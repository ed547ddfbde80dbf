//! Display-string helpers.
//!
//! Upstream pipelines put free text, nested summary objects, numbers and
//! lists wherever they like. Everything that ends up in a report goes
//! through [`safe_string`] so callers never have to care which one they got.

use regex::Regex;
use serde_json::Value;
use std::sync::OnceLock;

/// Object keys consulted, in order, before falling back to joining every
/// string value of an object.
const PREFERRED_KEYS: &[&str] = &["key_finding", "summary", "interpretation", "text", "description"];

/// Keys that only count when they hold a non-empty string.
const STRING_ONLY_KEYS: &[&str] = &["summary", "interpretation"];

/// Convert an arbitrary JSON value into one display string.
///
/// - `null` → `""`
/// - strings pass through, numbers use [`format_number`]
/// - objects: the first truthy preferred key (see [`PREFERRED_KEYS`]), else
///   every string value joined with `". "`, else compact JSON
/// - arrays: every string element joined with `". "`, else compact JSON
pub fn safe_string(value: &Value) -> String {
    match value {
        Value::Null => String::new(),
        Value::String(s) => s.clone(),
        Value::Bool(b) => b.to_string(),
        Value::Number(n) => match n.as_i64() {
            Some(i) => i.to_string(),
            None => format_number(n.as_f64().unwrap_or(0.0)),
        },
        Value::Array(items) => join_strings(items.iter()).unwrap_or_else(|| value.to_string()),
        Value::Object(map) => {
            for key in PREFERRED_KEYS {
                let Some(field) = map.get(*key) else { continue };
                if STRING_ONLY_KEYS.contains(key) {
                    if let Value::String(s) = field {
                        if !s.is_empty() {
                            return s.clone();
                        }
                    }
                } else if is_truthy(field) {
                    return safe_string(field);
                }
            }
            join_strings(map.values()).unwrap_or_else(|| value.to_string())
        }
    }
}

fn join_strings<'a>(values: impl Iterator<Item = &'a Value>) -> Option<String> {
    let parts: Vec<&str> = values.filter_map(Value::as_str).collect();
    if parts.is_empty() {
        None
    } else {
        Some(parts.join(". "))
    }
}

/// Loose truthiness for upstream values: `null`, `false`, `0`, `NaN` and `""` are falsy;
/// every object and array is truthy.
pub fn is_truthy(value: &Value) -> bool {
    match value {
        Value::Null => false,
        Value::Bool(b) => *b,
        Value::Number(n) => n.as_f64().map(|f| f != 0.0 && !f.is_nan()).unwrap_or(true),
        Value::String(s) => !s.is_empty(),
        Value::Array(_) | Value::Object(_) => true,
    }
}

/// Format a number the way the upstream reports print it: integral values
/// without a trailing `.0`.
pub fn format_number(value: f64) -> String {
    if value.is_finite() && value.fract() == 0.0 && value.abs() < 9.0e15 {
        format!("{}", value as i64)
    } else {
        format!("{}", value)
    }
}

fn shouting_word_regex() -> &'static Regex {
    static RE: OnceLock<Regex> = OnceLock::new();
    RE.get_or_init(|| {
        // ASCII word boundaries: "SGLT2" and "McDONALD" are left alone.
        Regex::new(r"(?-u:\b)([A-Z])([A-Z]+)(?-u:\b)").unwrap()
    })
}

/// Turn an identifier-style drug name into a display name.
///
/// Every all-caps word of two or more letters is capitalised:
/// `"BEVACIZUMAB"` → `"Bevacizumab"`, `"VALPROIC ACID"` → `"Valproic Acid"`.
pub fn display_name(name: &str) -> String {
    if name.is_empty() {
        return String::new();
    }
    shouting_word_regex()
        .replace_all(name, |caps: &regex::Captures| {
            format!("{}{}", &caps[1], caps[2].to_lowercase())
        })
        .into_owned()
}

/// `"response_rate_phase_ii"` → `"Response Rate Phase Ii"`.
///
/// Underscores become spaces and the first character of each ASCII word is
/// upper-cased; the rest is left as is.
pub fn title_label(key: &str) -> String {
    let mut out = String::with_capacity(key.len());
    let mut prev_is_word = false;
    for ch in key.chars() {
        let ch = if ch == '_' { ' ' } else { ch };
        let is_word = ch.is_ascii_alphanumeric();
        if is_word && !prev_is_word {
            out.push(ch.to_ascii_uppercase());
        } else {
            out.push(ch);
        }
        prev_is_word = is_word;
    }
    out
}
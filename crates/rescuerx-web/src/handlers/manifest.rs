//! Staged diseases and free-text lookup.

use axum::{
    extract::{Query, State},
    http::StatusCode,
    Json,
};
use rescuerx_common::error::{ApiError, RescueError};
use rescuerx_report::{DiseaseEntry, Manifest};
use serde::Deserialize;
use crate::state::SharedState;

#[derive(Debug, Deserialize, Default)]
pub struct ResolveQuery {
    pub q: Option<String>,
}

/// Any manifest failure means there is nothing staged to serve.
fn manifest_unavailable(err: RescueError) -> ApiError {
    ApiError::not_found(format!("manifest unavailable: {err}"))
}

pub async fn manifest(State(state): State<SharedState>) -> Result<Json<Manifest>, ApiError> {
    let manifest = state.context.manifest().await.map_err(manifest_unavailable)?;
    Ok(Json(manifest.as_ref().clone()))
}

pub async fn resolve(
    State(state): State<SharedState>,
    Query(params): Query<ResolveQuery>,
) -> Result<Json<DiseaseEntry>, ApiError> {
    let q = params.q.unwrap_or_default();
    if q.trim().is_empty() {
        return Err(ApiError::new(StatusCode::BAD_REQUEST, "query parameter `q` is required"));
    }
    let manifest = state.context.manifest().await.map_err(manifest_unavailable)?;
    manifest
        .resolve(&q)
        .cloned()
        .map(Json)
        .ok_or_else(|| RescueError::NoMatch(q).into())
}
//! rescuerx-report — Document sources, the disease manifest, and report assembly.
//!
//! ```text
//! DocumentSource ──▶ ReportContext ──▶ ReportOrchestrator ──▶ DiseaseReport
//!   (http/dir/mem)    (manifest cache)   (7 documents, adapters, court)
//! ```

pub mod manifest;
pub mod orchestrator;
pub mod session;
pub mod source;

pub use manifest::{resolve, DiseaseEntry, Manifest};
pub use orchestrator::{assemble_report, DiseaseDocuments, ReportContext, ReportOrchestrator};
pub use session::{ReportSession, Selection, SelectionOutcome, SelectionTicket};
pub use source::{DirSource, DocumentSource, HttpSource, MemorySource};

---

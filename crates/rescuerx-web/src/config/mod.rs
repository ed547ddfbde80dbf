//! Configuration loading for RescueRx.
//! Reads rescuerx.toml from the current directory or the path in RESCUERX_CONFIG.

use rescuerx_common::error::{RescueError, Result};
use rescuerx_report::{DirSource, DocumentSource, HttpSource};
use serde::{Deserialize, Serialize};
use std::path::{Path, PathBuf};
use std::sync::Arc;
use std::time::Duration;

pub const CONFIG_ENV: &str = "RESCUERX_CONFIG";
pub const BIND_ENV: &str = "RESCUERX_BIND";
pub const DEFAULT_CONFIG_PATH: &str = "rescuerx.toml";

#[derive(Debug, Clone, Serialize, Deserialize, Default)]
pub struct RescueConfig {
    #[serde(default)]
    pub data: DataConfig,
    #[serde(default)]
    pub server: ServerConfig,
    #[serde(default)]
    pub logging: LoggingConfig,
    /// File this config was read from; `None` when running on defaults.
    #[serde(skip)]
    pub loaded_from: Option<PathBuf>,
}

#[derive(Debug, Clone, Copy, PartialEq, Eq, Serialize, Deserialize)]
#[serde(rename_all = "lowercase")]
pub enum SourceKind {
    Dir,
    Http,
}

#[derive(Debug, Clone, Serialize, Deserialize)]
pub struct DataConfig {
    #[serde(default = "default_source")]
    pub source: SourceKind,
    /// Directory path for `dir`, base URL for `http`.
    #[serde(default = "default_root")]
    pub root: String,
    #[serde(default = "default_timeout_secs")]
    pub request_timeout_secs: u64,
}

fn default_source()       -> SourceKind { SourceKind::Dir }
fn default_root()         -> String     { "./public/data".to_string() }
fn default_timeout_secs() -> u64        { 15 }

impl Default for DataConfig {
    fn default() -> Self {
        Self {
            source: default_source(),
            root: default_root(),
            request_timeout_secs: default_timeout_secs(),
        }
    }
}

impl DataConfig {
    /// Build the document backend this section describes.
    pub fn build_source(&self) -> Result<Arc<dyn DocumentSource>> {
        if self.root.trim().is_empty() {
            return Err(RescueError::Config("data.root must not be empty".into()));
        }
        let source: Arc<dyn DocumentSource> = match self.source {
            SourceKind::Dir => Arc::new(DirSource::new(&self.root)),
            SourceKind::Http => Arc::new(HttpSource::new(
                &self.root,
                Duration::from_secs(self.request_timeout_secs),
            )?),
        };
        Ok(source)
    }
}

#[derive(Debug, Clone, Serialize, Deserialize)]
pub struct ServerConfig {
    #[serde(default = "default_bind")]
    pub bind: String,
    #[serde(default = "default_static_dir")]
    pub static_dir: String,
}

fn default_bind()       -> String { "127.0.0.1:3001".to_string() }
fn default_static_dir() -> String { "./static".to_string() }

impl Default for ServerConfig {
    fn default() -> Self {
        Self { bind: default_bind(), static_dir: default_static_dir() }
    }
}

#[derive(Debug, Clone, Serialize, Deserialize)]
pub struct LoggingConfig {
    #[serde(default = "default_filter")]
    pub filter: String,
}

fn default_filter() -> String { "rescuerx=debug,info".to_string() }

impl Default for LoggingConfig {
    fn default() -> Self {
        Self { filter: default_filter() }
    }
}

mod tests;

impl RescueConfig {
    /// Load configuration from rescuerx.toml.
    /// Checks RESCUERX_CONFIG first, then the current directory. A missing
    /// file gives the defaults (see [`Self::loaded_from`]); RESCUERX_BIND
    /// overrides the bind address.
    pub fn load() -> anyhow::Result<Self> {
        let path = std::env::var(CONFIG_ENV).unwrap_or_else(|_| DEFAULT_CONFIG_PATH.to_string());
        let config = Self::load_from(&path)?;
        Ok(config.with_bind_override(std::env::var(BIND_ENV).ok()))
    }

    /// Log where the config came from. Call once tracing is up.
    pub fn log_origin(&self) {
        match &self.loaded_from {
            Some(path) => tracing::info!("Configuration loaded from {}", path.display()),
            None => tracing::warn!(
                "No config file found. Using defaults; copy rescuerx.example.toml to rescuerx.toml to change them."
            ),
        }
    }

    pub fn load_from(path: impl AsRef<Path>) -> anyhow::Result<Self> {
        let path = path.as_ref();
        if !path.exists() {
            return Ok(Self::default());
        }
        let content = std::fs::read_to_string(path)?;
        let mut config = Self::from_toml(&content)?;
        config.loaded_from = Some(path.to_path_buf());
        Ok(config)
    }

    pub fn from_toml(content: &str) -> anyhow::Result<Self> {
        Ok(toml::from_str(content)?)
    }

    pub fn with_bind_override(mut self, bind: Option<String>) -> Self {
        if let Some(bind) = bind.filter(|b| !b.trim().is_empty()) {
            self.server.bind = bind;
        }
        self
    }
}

▸ **TASK**:
Beginning with the line above that contains "a report goes", copy each line exactly up to and including the line that contains "use std::sync::OnceLock;", and go no further.

▸ **WORKED SOLUTION**:
//! lists wherever they like. Everything that ends up in a report goes
//! through [`safe_string`] so callers never have to care which one they got.

use regex::Regex;
use serde_json::Value;
use std::sync::OnceLock;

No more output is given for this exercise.